To be a bit cliché, this shoemaker is a professional Web Developer and her child is this blog, but it was past time to launch what I have of a new design. All the content is still here, everything else is a work in progress (kind of like most of my sewing projects)!
I’m not much the rah-rah “my alma mater was so amazing!” type, and high school is something I’m glad is over, not something I want to revisit. That said, I will be forever grateful for the three years I spent at this school, and particularly the education and opportunities it gave that have allowed me to go on to be the successful adult I now am. Perhaps that explains why I still had all these t-shirt scraps around. After carting around scraps of t-shirts, a baseball jersey, and a hoodie for over 10 years, it seemed time to either make a t-shirt quilt or clean out the clutter. Making a quilt won, of course.
When I cut up the shirts in January, I knew the eight tees wouldn’t yield enough fabric for a decent-size quilt, even considering the printed backs. My baseball jersey added a bit more, but forced me to consider using block sizes other than 12″ square. After sacrificing the hoodie (my ultimate slum around the house attire, even 10+ years out), and chopping up the rest of the jersey for filler, I had enough pieces to play around with a fun layout based on a 4″ grid.

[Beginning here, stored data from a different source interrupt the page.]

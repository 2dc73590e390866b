//! Progress and time → transform functions.

pub mod ambient;
pub mod dolly;
pub mod easing;
pub mod helix;
pub mod lighting;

I rounded out the clothing pieces with black Kauffman flannel (pre-washed!)—the woven fabric gives stability to the knits, but still has a slightly different texture from plain cotton. It’s a surprisingly thick fabric and wonderful to work with. Because of the thickness of the flannel, I used my walking foot for all of the piecing.
Working with the hoodie, different tees, and baseball jersey was less difficult than I expected. With a layer of lightweight interfacing fused to each piece, it all came together simply. The only tricky part was dealing with the jersey—I had to secure the buttoned opening, and fill in the neckline. When I fused the interfacing onto the back, I slipped in a bit of black scrap knit from another tee to provide coverage under the v-neck opening. Then, I used Steam-a-seam fusible tape to keep everything stuck together before storing the blocks away for a few months. I used a blanket stitch around the open edges during quilting to secure it once-and-for-all, although I wish I’d done that during piecing instead of as part of quilting. Regardless, it’s very secure.
Unlike my college t-shirt quilt, I quilted this one, echoing the seams with Gutermann variegated green-white cotton thread from stash (and black cotton in the bobbin). It’s backed with black Minky Ziggy Cuddle, and has no batting (it’s heavy enough as-is). It’s self-bound with the backing (somewhat sloppily), and I slipped in a flange made from scraps of white knit to break up the black. I’m really happy with the effect of the flange, and to have put the knit scraps to use. I’m also happy that the Minky pile hides many, many sins with the binding finish.
This isn’t my most innovative or creative quilt, but it will be nice to curl up with this fall and winter. I’m so excited to have a Minky-backed quilt of my own—so much soft, so much petting!
I’m doing a group costume for Halloween with two of my coworkers. The who I’m portraying is a secret until then, but the how involves three different skirts for maximum authenticity. This is layer one.
The character is historical, but we’re not going for historical accuracy (nor did the original costume designer). This petticoat is almost-historical, albeit for about 100 years later than the character’s base time period.
It’s made from 3 yards of 44″-wide cotton, plus stash scraps and twill tape for the waistband. The hem is approximately 106″, so nicely full and swishy.
I used my rolled-hem foot to finish off the side slits, then sewed the rest of the side seam with a french seam. Those techniques are not historically accurate at all (well, maybe the narrow hem, a little).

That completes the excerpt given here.